Según las cifras no oficiales trasladadas por el Fútbol Club Barcelona, el final del curso 2019/20 se cerró con un patrimonio neto (diferencia entre el activo y el pasivo) de 35 solo millones de euros, advirtiendo que el covid-19 había significado una pérdida de 97 millones en este apartado. Muchos aficionados han interpretado que, si el Barcelona vendiese todo lo que tiene y lo usase para pagar deudas, solo quedarían 35 millones limpios. No es así. Lo explica Gay de Liébana: “Hay que tener cuidado con los activos, porque en ellos no se contabiliza el valor de los canteranos. Esto es, Ansu Fatim Piqué o Messi no figuran como activos, aunque es obvio que el club podría sacar cientos de millones vendiéndolos. Al respecto, me acuerdo de los años de Núñez, que incluía en las cuentas un anexo con el valor de la plantilla".
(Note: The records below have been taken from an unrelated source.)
/// Validate a raw declaration built from the minimal required fields plus
/// `extra` overrides. Panics on validation failure (to catch schema typos
/// in tests).
#[cfg(test)]
pub(crate) fn test_validate(extra: Value) -> SiteConfig {
    let mut value = minimal_raw();
    if let (Value::Object(base), Value::Object(overrides)) = (&mut value, extra) {
        base.extend(overrides);
    }
    SiteConfig::validate(&value).unwrap_or_else(|diag| panic!("validation failed:\n{diag}"))
}

// ============================================================================
// tests
// ============================================================================

#[cfg(test)]
mod tests {
    use super::*;
    use serde_json::json;

    /// Assert that validation fails with one error of `kind` at `field`.
    fn assert_single_error(value: Value, kind: ErrorKind, field: &str) {
        let diag = SiteConfig::validate(&value).unwrap_err();
        assert_eq!(diag.len(), 1, "expected one error, got:\n{diag}");
        assert_eq!(diag.errors()[0].kind, kind);
        assert_eq!(diag.errors()[0].field.as_str(), field);
    }

    #[test]
    fn test_minimal_config_defaults() {
        let config = test_validate(json!({}));

        assert_eq!(config.title, "Test Site");
        assert_eq!(config.base_url, "/");
        assert!(config.tagline.is_none());
        assert!(config.header_links.is_empty());
        assert!(config.users.is_empty());
        assert!(config.search_integration.is_none());
        assert!(config.colors.is_none());
        assert!(config.scripts.is_empty());
        assert!(config.stylesheets.is_empty());
        assert_eq!(config.on_page_nav, OnPageNav::None);
        assert!(!config.scroll_to_top);
        assert!(!config.docs_side_nav_collapsible);
        assert!(!config.disable_header_title);
        assert!(!config.wrap_pages_html);
        assert!(config.clean_url);
    }

    #[test]
    fn test_missing_required_fields() {
        let diag = SiteConfig::validate(&json!({})).unwrap_err();
        assert_eq!(diag.len(), 3);
        let fields: Vec<&str> = diag.errors().iter().map(|e| e.field.as_str()).collect();
        assert_eq!(fields, ["title", "url", "baseUrl"]);
        assert!(
            diag.errors()
                .iter()
                .all(|e| e.kind == ErrorKind::MissingField)
        );
    }

    #[test]
    fn test_non_object_declaration() {
        let diag = SiteConfig::validate(&json!([1, 2, 3])).unwrap_err();
        assert_eq!(diag.errors()[0].kind, ErrorKind::TypeMismatch);
    }

    #[test]
    fn test_all_violations_collected_in_one_pass() {
        let diag = SiteConfig::validate(&json!({
            "url": "not a url",
            "baseUrl": "docs",
            "headerLinks": [{"doc": "intro", "href": "https://x"}],
            "onPageNav": "inline"
        }))
        .unwrap_err();

        let kinds: Vec<ErrorKind> = diag.errors().iter().map(|e| e.kind).collect();
        assert!(kinds.contains(&ErrorKind::MissingField)); // title
        assert!(kinds.contains(&ErrorKind::PatternMismatch)); // url, baseUrl
        assert!(kinds.contains(&ErrorKind::AmbiguousVariant));
        assert!(kinds.contains(&ErrorKind::InvalidEnumValue));
        assert!(diag.len() >= 5);
    }

    #[test]
    fn test_url_requires_http_scheme() {
        assert_single_error(
            json!({"title": "T", "url": "ftp://example.com", "baseUrl": "/"}),
            ErrorKind::PatternMismatch,
            "url",
        );
    }

    #[test]
    fn test_base_url_pattern() {
        assert_single_error(
            json!({"title": "T", "url": "https://example.com", "baseUrl": "/docs"}),
            ErrorKind::PatternMismatch,
            "baseUrl",
        );
        assert_single_error(
            json!({"title": "T", "url": "https://example.com", "baseUrl": "docs/"}),
            ErrorKind::PatternMismatch,
            "baseUrl",
        );
    }

    #[test]
    fn test_duplicate_search_slot() {
        assert_single_error(
            json!({
                "title": "T", "url": "https://example.com", "baseUrl": "/",
                "headerLinks": [{"search": true}, {"search": true}]
            }),
            ErrorKind::DuplicateSlot,
            "headerLinks[1]",
        );
    }

    #[test]
    fn test_empty_search_api_key() {
        assert_single_error(
            json!({
                "title": "T", "url": "https://example.com", "baseUrl": "/",
                "searchIntegration": {"apiKey": "", "indexName": "x"}
            }),
            ErrorKind::PatternMismatch,
            "searchIntegration.apiKey",
        );
    }

    #[test]
    fn test_on_page_nav_values() {
        let config = test_validate(json!({"onPageNav": "separate"}));
        assert_eq!(config.on_page_nav, OnPageNav::Separate);
        assert_eq!(config.on_page_nav.as_str(), "separate");

        let diag = SiteConfig::validate(&json!({
            "title": "T", "url": "https://example.com", "baseUrl": "/",
            "onPageNav": "inline"
        }))
        .unwrap_err();
        assert_eq!(diag.errors()[0].kind, ErrorKind::InvalidEnumValue);
        assert!(diag.errors()[0].message.contains("inline"));
    }

    #[test]
    fn test_unknown_fields_warn_but_validate() {
        let value = json!({
            "title": "T", "url": "https://example.com", "baseUrl": "/",
            "customField": 1
        });
        // Unknown fields never fail validation
        assert!(SiteConfig::validate(&value).is_ok());

        // The caller-supplied accumulator hands the warnings back instead
        // of printing them
        let mut diag = ConfigDiagnostics::new();
        let config = SiteConfig::validate_raw(&value, &mut diag);
        assert!(config.is_some());
        assert!(!diag.has_errors());
        assert_eq!(diag.warnings().len(), 1);
        assert_eq!(diag.warnings()[0].0.as_str(), "customField");
    }

    #[test]
    fn test_validate_raw_reports_errors_in_accumulator() {
        let mut diag = ConfigDiagnostics::new();
        let config = SiteConfig::validate_raw(&json!({"title": "T"}), &mut diag);

        assert!(config.is_none());
        assert_eq!(diag.len(), 2); // url, baseUrl
        assert!(diag.warnings().is_empty());
    }

    #[test]
    fn test_full_declaration() {
        let config = test_validate(json!({
            "title": "PyTorch-DP",
            "tagline": "Train PyTorch models with Differential Privacy",
            "url": "https://facebookresearch.github.io/pytorch-dp",
            "baseUrl": "/",
            "cleanUrl": true,
            "organizationName": "pytorch",
            "projectName": "pytorch-dp",
            "gaTrackingId": "UA-139570076-2",
            "headerLinks": [
                {"doc": "introduction", "label": "Getting Started"},
                {"href": "/tutorials/", "label": "Tutorials"},
                {"href": "https://github.com/facebookresearch/pytorch-dp", "label": "GitHub"},
                {"search": true}
            ],
            "users": [],
            "searchIntegration": {
                "apiKey": "207c27d819f967749142d8611de7cb19",
                "indexName": "pytorch-dp"
            },
            "headerIcon": "img/pytorch-dp_logo.png",
            "favicon": "img/pytorch-dp.ico",
            "colors": {"primaryColor": "#4283f4", "secondaryColor": "#2af2bf"},
            "highlight": {"theme": "default"},
            "scripts": [
                "https://buttons.github.io/buttons.js",
                "js/code_block_buttons.js"
            ],
            "stylesheets": ["css/code_block_buttons.css"],
            "onPageNav": "separate",
            "scrollToTop": true,
            "docsSideNavCollapsible": true,
            "editUrl": "https://github.com/facebookresearch/pytorch-dp/tree/master/docs/",
            "disableHeaderTitle": true,
            "ogImage": "img/pytorch-dp-icon.png",
            "twitterImage": "img/pytorch-dp_logo.png",
            "wrapPagesHTML": true
        }));

        assert_eq!(config.header_links.len(), 4);
        assert!(config.header_links[3].is_search());
        assert_eq!(
            config.search_integration.as_ref().map(|s| &*s.index_name),
            Some("pytorch-dp")
        );
        assert_eq!(config.colors.as_ref().unwrap().primary_color, "#4283f4");
        assert!(config.scroll_to_top);
        assert!(config.wrap_pages_html);
        assert!(config.disable_header_title);
        assert_eq!(config.scripts.len(), 2);
    }

    #[test]
    fn test_normalization_idempotent() {
        let config = test_validate(json!({
            "tagline": "docs",
            "headerLinks": [
                {"doc": "intro", "label": "Docs"},
                {"search": true}
            ],
            "users": [{"caption": "Acme", "infoLink": "https://acme.example"}],
            "searchIntegration": {"apiKey": "k", "indexName": "i"},
            "colors": {"primaryColor": "#4283f4", "secondaryColor": "teal"},
            "highlight": {"theme": "dracula"},
            "scripts": ["js/a.js"],
            "onPageNav": "separate",
            "scrollToTop": true
        }));

        let serialized = serde_json::to_value(&config).unwrap();
        let revalidated = SiteConfig::validate(&serialized)
            .unwrap_or_else(|diag| panic!("round-trip failed:\n{diag}"));
        assert_eq!(config, revalidated);
    }

    #[test]
    fn test_resolve_url_uses_base_url() {
        let config = test_validate(json!({"baseUrl": "/site/"}));
        assert_eq!(config.resolve_url("js/a.js"), "/site/js/a.js");
        assert_eq!(config.resolve_url("/js/a.js"), "/site/js/a.js");
        assert_eq!(
            config.resolve_url("https://cdn.example.com/a.js"),
            "https://cdn.example.com/a.js"
        );
    }

    #[test]
    fn test_from_json_str() {
        let config = SiteConfig::from_json_str(
            r#"{"title": "T", "url": "https://example.com", "baseUrl": "/"}"#,
        )
        .unwrap();
        assert_eq!(config.title, "T");

        let err = SiteConfig::from_json_str("{not json").unwrap_err();
        assert!(matches!(err, ConfigError::Json(_)));

        let err = SiteConfig::from_json_str("{}").unwrap_err();
        assert!(matches!(err, ConfigError::Diagnostics(_)));
    }

    #[test]
    fn test_from_toml_str() {
        let config = SiteConfig::from_toml_str(
            r##"
title = "My Docs"
url = "https://example.com"
baseUrl = "/docs/"
scrollToTop = true

[[headerLinks]]
doc = "intro"
label = "Getting Started"

[[headerLinks]]
search = true

[colors]
primaryColor = "#4283f4"
secondaryColor = "#2af2bf"
"##,
        )
        .unwrap();

        assert_eq!(config.base_url, "/docs/");
        assert!(config.scroll_to_top);
        assert_eq!(config.header_links.len(), 2);
        assert!(config.header_links[1].is_search());
        assert!(config.colors.is_some());
    }

    #[test]
    fn test_from_toml_str_invalid_syntax() {
        let err = SiteConfig::from_toml_str("[base\ntitle = \"My Docs\"").unwrap_err();
        assert!(matches!(err, ConfigError::Toml(_)));
    }

    #[test]
    fn test_from_path() {
        use std::io::Write;

        let dir = tempfile::tempdir().unwrap();
        let path = dir.path().join("siteConfig.json");
        let mut file = fs::File::create(&path).unwrap();
        write!(
            file,
            r#"{{"title": "T", "url": "https://example.com", "baseUrl": "/"}}"#
        )
        .unwrap();

        let config = SiteConfig::from_path(&path).unwrap();
        assert_eq!(config.title, "T");

        let missing = dir.path().join("absent.json");
        assert!(matches!(
            SiteConfig::from_path(&missing),
            Err(ConfigError::Io(..))
        ));

        let unknown = dir.path().join("siteConfig.yaml");
        fs::File::create(&unknown).unwrap();
        assert!(matches!(
            SiteConfig::from_path(&unknown),
            Err(ConfigError::UnknownFormat(_))
        ));
    }
}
Sin embargo, tampoco los activos reflejados en las cuentas conservan su valor: “Jugadores que compro por un valor de 100 ó 120, Coutinho o Griezmann, tienen a día de hoy un valor de mercado sustancialmente más bajo. Su valor contable no refleja la realidad, cuando lo vendas tendrás una pérdida añadida. Muchos clubes se esperan temporadas para poder amortizar año a año y que el gasto quede más diluido”, resalta por contra Deulofeu.


Para el doctor en Economía y Derecho Gay de Liébana, el virus ha sido mucho más lacerante de lo previsto: “Creo que el Barça habría aguantado sin pandemia”. No obstante, el descontrol financiero acabó por crear un escenario con pocas soluciones. “Ruina es un término poco financiero, lo que sí es cierto es que los números son muy malos. El club no es capaz de sacar beneficios por su propia actividad ordinaria, lleva varios años que, para dar un resultado positivo, había que incluir venta de jugadores”, reflexiona David Valero, que también lamenta los traspasos a final de temporada cuya finalidad era “dar la vuelta a las cuentas”. “Y en el último caso, la transacción Arthur-Pjanic, con la sospecha evidente de que el precio no es de mercado, sino que está inflado y la cuenta de resultados así lo requiere”.